▸ GIVEN RECORDS
════════

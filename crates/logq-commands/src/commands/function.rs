//! `function <fn>(<field>[, <arg>]...) as <alias>`: scalar functions.
//!
//! | fn | result |
//! |---|---|
//! | `lower(f)` / `upper(f)` / `trim(f)` | string |
//! | `length(f)` | character count |
//! | `abs(f)` | absolute value (int stays int) |
//! | `substr(f, start[, len])` | characters from 0-based `start` |
//! | `concat(f, x, ...)` | text of every argument joined |
//!
//! An absent input, or one of the wrong type, yields `null`.

use std::fmt;

use logq_core::row::Row;
use logq_core::value::Value;

use crate::command::{Command, CommandCore};
use crate::error::{CommandError, Result};

#[derive(Debug, Clone, Copy, PartialEq, Eq)]
pub enum ScalarFn {
    Lower,
    Upper,
    Length,
    Trim,
    Abs,
    Substr,
    Concat,
}

impl ScalarFn {
    pub fn from_name(name: &str) -> Option<Self> {
        Some(match name.to_ascii_lowercase().as_str() {
            "lower" => ScalarFn::Lower,
            "upper" => ScalarFn::Upper,
            "length" | "len" => ScalarFn::Length,
            "trim" => ScalarFn::Trim,
            "abs" => ScalarFn::Abs,
            "substr" => ScalarFn::Substr,
            "concat" => ScalarFn::Concat,
            _ => return None,
        })
    }

    pub fn as_str(self) -> &'static str {
        match self {
            ScalarFn::Lower => "lower",
            ScalarFn::Upper => "upper",
            ScalarFn::Length => "length",
            ScalarFn::Trim => "trim",
            ScalarFn::Abs => "abs",
            ScalarFn::Substr => "substr",
            ScalarFn::Concat => "concat",
        }
    }

    /// Allowed count of extra arguments after the field.
    pub fn arity(self) -> (usize, usize) {
        match self {
            ScalarFn::Substr => (1, 2),
            ScalarFn::Concat => (0, usize::MAX),
            _ => (0, 0),
        }
    }
}

impl fmt::Display for ScalarFn {
    fn fmt(&self, f: &mut fmt::Formatter<'_>) -> fmt::Result {
        f.write_str(self.as_str())
    }
}

/// Extra function argument: a literal, or a reference to another field.
#[derive(Debug, Clone, PartialEq)]
pub enum FnArg {
    Literal(Value),
    Field(String),
}

pub struct Function {
    core: CommandCore,
    func: ScalarFn,
    field: String,
    args: Vec<FnArg>,
    alias: String,
}

impl Function {
    pub fn new(
        func: ScalarFn,
        field: impl Into<String>,
        args: Vec<FnArg>,
        alias: impl Into<String>,
    ) -> Result<Self> {
        let (min, max) = func.arity();
        if args.len() < min || args.len() > max {
            return Err(CommandError::Exec(format!(
                "{func} takes {min}..={max} extra arguments, got {}",
                args.len()
            )));
        }
        Ok(Self {
            core: CommandCore::new(),
            func,
            field: field.into(),
            args,
            alias: alias.into(),
        })
    }

    pub fn func(&self) -> ScalarFn {
        self.func
    }

    pub fn alias(&self) -> &str {
        &self.alias
    }

    fn arg(&self, row: &mut Row, i: usize) -> Option<Value> {
        match self.args.get(i)? {
            FnArg::Literal(v) => Some(v.clone()),
            FnArg::Field(f) => self.core.resolve(row, f),
        }
    }

    fn eval(&self, row: &mut Row) -> Value {
        let input = self.core.resolve(row, &self.field);
        let out = match self.func {
            ScalarFn::Lower => text(input).map(|s| Value::Str(s.to_lowercase())),
            ScalarFn::Upper => text(input).map(|s| Value::Str(s.to_uppercase())),
            ScalarFn::Trim => text(input).map(|s| Value::str(s.trim())),
            ScalarFn::Length => text(input).map(|s| Value::Int(s.chars().count() as i64)),
            ScalarFn::Abs => input.and_then(|v| match v {
                Value::Int(i) => Some(Value::Int(i.saturating_abs())),
                other => other.as_f64().map(|f| Value::Float(f.abs())),
            }),
            ScalarFn::Substr => {
                let start = self.arg(row, 0).and_then(|v| v.as_i64()).unwrap_or(0).max(0) as usize;
                let len = self.arg(row, 1).and_then(|v| v.as_i64());
                text(input).map(|s| {
                    let chars = s.chars().skip(start);
                    let out: String = match len {
                        Some(n) => chars.take(n.max(0) as usize).collect(),
                        None => chars.collect(),
                    };
                    Value::Str(out)
                })
            }
            ScalarFn::Concat => {
                let mut out = match input {
                    Some(v) if !v.is_null() => v.to_string(),
                    _ => String::new(),
                };
                for i in 0..self.args.len() {
                    if let Some(v) = self.arg(row, i).filter(|v| !v.is_null()) {
                        out.push_str(&v.to_string());
                    }
                }
                Some(Value::Str(out))
            }
        };
        out.unwrap_or(Value::Null)
    }
}

fn text(v: Option<Value>) -> Option<String> {
    match v? {
        Value::Null => None,
        Value::Str(s) => Some(s),
        other => Some(other.to_string()),
    }
}

impl Command for Function {
    fn name(&self) -> &'static str {
        "function"
    }

    fn core(&self) -> &CommandCore {
        &self.core
    }

    fn core_mut(&mut self) -> &mut CommandCore {
        &mut self.core
    }

    fn push(&mut self, mut row: Row) -> Result<()> {
        let v = self.eval(&mut row);
        row.insert(self.alias.clone(), v);
        self.core.write(row)
    }

    fn describe(&self) -> String {
        let mut args = vec![self.field.clone()];
        args.extend(self.args.iter().map(|a| match a {
            FnArg::Literal(Value::Str(s)) => format!("\"{s}\""),
            FnArg::Literal(v) => v.to_string(),
            FnArg::Field(f) => f.clone(),
        }));
        format!("function {}({}) as {}", self.func, args.join(", "), self.alias)
    }
}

════════

▸ YOUR TASK
Word for word, extract all the records.

▸ EXERCISE OUTPUT
filename crates/logq-commands/src/commands/function.rs
//! `function <fn>(<field>[, <arg>]...) as <alias>`: scalar functions.
//!
//! | fn | result |
//! |---|---|
//! | `lower(f)` / `upper(f)` / `trim(f)` | string |
//! | `length(f)` | character count |
//! | `abs(f)` | absolute value (int stays int) |
//! | `substr(f, start[, len])` | characters from 0-based `start` |
//! | `concat(f, x, ...)` | text of every argument joined |
//!
//! An absent input, or one of the wrong type, yields `null`.

use std::fmt;

use logq_core::row::Row;
use logq_core::value::Value;

use crate::command::{Command, CommandCore};
use crate::error::{CommandError, Result};

#[derive(Debug, Clone, Copy, PartialEq, Eq)]
pub enum ScalarFn {
    Lower,
    Upper,
    Length,
    Trim,
    Abs,
    Substr,
    Concat,
}

impl ScalarFn {
    pub fn from_name(name: &str) -> Option<Self> {
        Some(match name.to_ascii_lowercase().as_str() {
            "lower" => ScalarFn::Lower,
            "upper" => ScalarFn::Upper,
            "length" | "len" => ScalarFn::Length,
            "trim" => ScalarFn::Trim,
            "abs" => ScalarFn::Abs,
            "substr" => ScalarFn::Substr,
            "concat" => ScalarFn::Concat,
            _ => return None,
        })
    }

    pub fn as_str(self) -> &'static str {
        match self {
            ScalarFn::Lower => "lower",
            ScalarFn::Upper => "upper",
            ScalarFn::Length => "length",
            ScalarFn::Trim => "trim",
            ScalarFn::Abs => "abs",
            ScalarFn::Substr => "substr",
            ScalarFn::Concat => "concat",
        }
    }

    /// Allowed count of extra arguments after the field.
    pub fn arity(self) -> (usize, usize) {
        match self {
            ScalarFn::Substr => (1, 2),
            ScalarFn::Concat => (0, usize::MAX),
            _ => (0, 0),
        }
    }
}

impl fmt::Display for ScalarFn {
    fn fmt(&self, f: &mut fmt::Formatter<'_>) -> fmt::Result {
        f.write_str(self.as_str())
    }
}

/// Extra function argument: a literal, or a reference to another field.
#[derive(Debug, Clone, PartialEq)]
pub enum FnArg {
    Literal(Value),
    Field(String),
}

pub struct Function {
    core: CommandCore,
    func: ScalarFn,
    field: String,
    args: Vec<FnArg>,
    alias: String,
}

impl Function {
    pub fn new(
        func: ScalarFn,
        field: impl Into<String>,
        args: Vec<FnArg>,
        alias: impl Into<String>,
    ) -> Result<Self> {
        let (min, max) = func.arity();
        if args.len() < min || args.len() > max {
            return Err(CommandError::Exec(format!(
                "{func} takes {min}..={max} extra arguments, got {}",
                args.len()
            )));
        }
        Ok(Self {
            core: CommandCore::new(),
            func,
            field: field.into(),
            args,
            alias: alias.into(),
        })
    }

    pub fn func(&self) -> ScalarFn {
        self.func
    }

    pub fn alias(&self) -> &str {
        &self.alias
    }

    fn arg(&self, row: &mut Row, i: usize) -> Option<Value> {
        match self.args.get(i)? {
            FnArg::Literal(v) => Some(v.clone()),
            FnArg::Field(f) => self.core.resolve(row, f),
        }
    }

    fn eval(&self, row: &mut Row) -> Value {
        let input = self.core.resolve(row, &self.field);
        let out = match self.func {
            ScalarFn::Lower => text(input).map(|s| Value::Str(s.to_lowercase())),
            ScalarFn::Upper => text(input).map(|s| Value::Str(s.to_uppercase())),
            ScalarFn::Trim => text(input).map(|s| Value::str(s.trim())),
            ScalarFn::Length => text(input).map(|s| Value::Int(s.chars().count() as i64)),
            ScalarFn::Abs => input.and_then(|v| match v {
                Value::Int(i) => Some(Value::Int(i.saturating_abs())),
                other => other.as_f64().map(|f| Value::Float(f.abs())),
            }),
            ScalarFn::Substr => {
                let start = self.arg(row, 0).and_then(|v| v.as_i64()).unwrap_or(0).max(0) as usize;
                let len = self.arg(row, 1).and_then(|v| v.as_i64());
                text(input).map(|s| {
                    let chars = s.chars().skip(start);
                    let out: String = match len {
                        Some(n) => chars.take(n.max(0) as usize).collect(),
                        None => chars.collect(),
                    };
                    Value::Str(out)
                })
            }
            ScalarFn::Concat => {
                let mut out = match input {
                    Some(v) if !v.is_null() => v.to_string(),
                    _ => String::new(),
                };
                for i in 0..self.args.len() {
                    if let Some(v) = self.arg(row, i).filter(|v| !v.is_null()) {
                        out.push_str(&v.to_string());
                    }
                }
                Some(Value::Str(out))
            }
        };
        out.unwrap_or(Value::Null)
    }
}

fn text(v: Option<Value>) -> Option<String> {
    match v? {
        Value::Null => None,
        Value::Str(s) => Some(s),
        other => Some(other.to_string()),
    }
}

impl Command for Function {
    fn name(&self) -> &'static str {
        "function"
    }

    fn core(&self) -> &CommandCore {
        &self.core
    }

    fn core_mut(&mut self) -> &mut CommandCore {
        &mut self.core
    }

    fn push(&mut self, mut row: Row) -> Result<()> {
        let v = self.eval(&mut row);
        row.insert(self.alias.clone(), v);
        self.core.write(row)
    }

    fn describe(&self) -> String {
        let mut args = vec![self.field.clone()];
        args.extend(self.args.iter().map(|a| match a {
            FnArg::Literal(Value::Str(s)) => format!("\"{s}\""),
            FnArg::Literal(v) => v.to_string(),
            FnArg::Field(f) => f.clone(),
        }));
        format!("function {}({}) as {}", self.func, args.join(", "), self.alias)
    }
}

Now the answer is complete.